**Goal of the exercise:**
All that should appear is the run of lines from the one containing "initial subscription call." through the end of the records, each repeated exactly.

(Dataset entries)
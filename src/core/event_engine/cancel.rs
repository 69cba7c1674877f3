//! Managed effects cancellation module.
//!
//! This module provides [`CancellationTask`] which a managed effect races
//! against its transport call to support abortion of in-flight requests.

use async_channel::Receiver;

#[derive(Debug)]
pub(crate) struct CancellationTask {
    cancel_rx: Receiver<String>,
    id: String,
}

impl CancellationTask {
    pub fn new(cancel_rx: Receiver<String>, id: String) -> Self {
        Self { cancel_rx, id }
    }

    /// Resolves when cancellation of the effect with matching identifier has
    /// been requested.
    ///
    /// A closed cancellation pipe means the whole subscription loop is going
    /// away, which is treated as a cancellation as well.
    pub async fn wait_for_cancel(&self) {
        loop {
            match self.cancel_rx.recv().await {
                Ok(effect_id) if effect_id.eq(&self.id) => break,
                Ok(_) => continue,
                Err(_) => break,
            }
        }
    }
}

#[cfg(test)]
mod should {
    use super::*;

    #[tokio::test]
    async fn wait_for_cancel() {
        let (cancel_tx, cancel_rx) = async_channel::bounded(2);
        let cancel_task = CancellationTask::new(cancel_rx, "id".into());

        tokio::spawn(async move {
            tokio::time::sleep(tokio::time::Duration::from_millis(100)).await;
            cancel_tx.send("other-id".into()).await.unwrap();
            cancel_tx.send("id".into()).await.unwrap();
        });

        cancel_task.wait_for_cancel().await;
    }

    #[tokio::test]
    async fn resolve_when_pipe_closed() {
        let (cancel_tx, cancel_rx) = async_channel::bounded::<String>(2);
        let cancel_task = CancellationTask::new(cancel_rx, "id".into());

        drop(cancel_tx);

        cancel_task.wait_for_cancel().await;
    }
}
//! Handshake effect module.
//!
//! Performs the initial subscription which establishes the subscription loop
//! for the current set of channels and channel groups.

use futures::TryFutureExt;
use log::info;

use crate::subscribe::{
    event_engine::{
        effects::SubscribeEffectExecutor,
        types::{SubscriptionInput, SubscriptionParams},
        SubscribeEvent,
    },
    SubscriptionCursor,
};

use std::sync::Arc;

pub(super) async fn execute(
    input: &SubscriptionInput,
    cursor: &Option<SubscriptionCursor>,
    send_heartbeat: bool,
    effect_id: &str,
    executor: &Arc<SubscribeEffectExecutor>,
) -> Vec<SubscribeEvent> {
    let channels = input.channels();
    let channel_groups = input.channel_groups();

    info!(
        "Handshake for\nchannels: {:?}\nchannel groups: {:?}\ncatch up cursor: {:?}",
        channels, channel_groups, cursor
    );

    // The initial subscription always starts at the head of the stream; a
    // stored catch-up cursor is merged into the subscription loop only after
    // the handshake succeeded.
    executor(SubscriptionParams {
        channels: &channels,
        channel_groups: &channel_groups,
        cursor: None,
        send_heartbeat,
        effect_id,
    })
    .map_ok_or_else(
        |error| {
            // Cancellation means the effect has been superseded by another
            // transition and nothing should be reported.
            (!error.is_cancellation())
                .then(|| vec![SubscribeEvent::HandshakeFailure { reason: error }])
                .unwrap_or_default()
        },
        |result| {
            vec![SubscribeEvent::HandshakeSuccess {
                cursor: result.cursor,
            }]
        },
    )
    .await
}

#[cfg(test)]
mod should {
    use super::*;
    use crate::{core::FanlineError, subscribe::result::SubscribeResult};
    use futures::FutureExt;

    fn input() -> SubscriptionInput {
        SubscriptionInput::new(
            &Some(vec!["ch1".to_string()]),
            &Some(vec!["cg1".to_string()]),
        )
    }

    #[tokio::test]
    async fn return_handshake_success_event() {
        let mocked_executor: Arc<SubscribeEffectExecutor> = Arc::new(move |params| {
            assert_eq!(params.channels, &Some(vec!["ch1".to_string()]));
            assert_eq!(params.channel_groups, &Some(vec!["cg1".to_string()]));
            // Catch-up cursor stays out of the initial subscription call.
            assert!(params.cursor.is_none());
            assert!(!params.send_heartbeat);
            assert_eq!(params.effect_id, "id");

            async move {
                Ok(SubscribeResult {
                    cursor: SubscriptionCursor::from(10u64),
                    messages: vec![],
                })
            }
            .boxed()
        });

        let result = execute(
            &input(),
            &Some(SubscriptionCursor::from(25u64)),
            false,
            "id",
            &mocked_executor,
        )
        .await;

        assert!(matches!(
            result.first().unwrap(),
            SubscribeEvent::HandshakeSuccess { .. }
        ));
    }

    #[tokio::test]
    async fn return_handshake_failure_event_on_error() {
        let mocked_executor: Arc<SubscribeEffectExecutor> = Arc::new(move |_| {
            async move {
                Err(FanlineError::Transport {
                    details: "test".into(),
                })
            }
            .boxed()
        });

        let result = execute(&input(), &None, true, "id", &mocked_executor).await;

        assert!(matches!(
            result.first().unwrap(),
            SubscribeEvent::HandshakeFailure { .. }
        ));
    }

    #[tokio::test]
    async fn return_no_events_on_cancellation() {
        let mocked_executor: Arc<SubscribeEffectExecutor> =
            Arc::new(move |_| async move { Err(FanlineError::EffectCanceled) }.boxed());

        let result = execute(&input(), &None, false, "id", &mocked_executor).await;

        assert!(result.is_empty());
    }
}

**The completed task:**
            // Catch-up cursor stays out of the initial subscription call.
            assert!(params.cursor.is_none());
            assert!(!params.send_heartbeat);
            assert_eq!(params.effect_id, "id");

            async move {
                Ok(SubscribeResult {
                    cursor: SubscriptionCursor::from(10u64),
                    messages: vec![],
                })
            }
            .boxed()
        });

        let result = execute(
            &input(),
            &Some(SubscriptionCursor::from(25u64)),
            false,
            "id",
            &mocked_executor,
        )
        .await;

        assert!(matches!(
            result.first().unwrap(),
            SubscribeEvent::HandshakeSuccess { .. }
        ));
    }

    #[tokio::test]
    async fn return_handshake_failure_event_on_error() {
        let mocked_executor: Arc<SubscribeEffectExecutor> = Arc::new(move |_| {
            async move {
                Err(FanlineError::Transport {
                    details: "test".into(),
                })
            }
            .boxed()
        });

        let result = execute(&input(), &None, true, "id", &mocked_executor).await;

        assert!(matches!(
            result.first().unwrap(),
            SubscribeEvent::HandshakeFailure { .. }
        ));
    }

    #[tokio::test]
    async fn return_no_events_on_cancellation() {
        let mocked_executor: Arc<SubscribeEffectExecutor> =
            Arc::new(move |_| async move { Err(FanlineError::EffectCanceled) }.boxed());

        let result = execute(&input(), &None, false, "id", &mocked_executor).await;

        assert!(result.is_empty());
    }
}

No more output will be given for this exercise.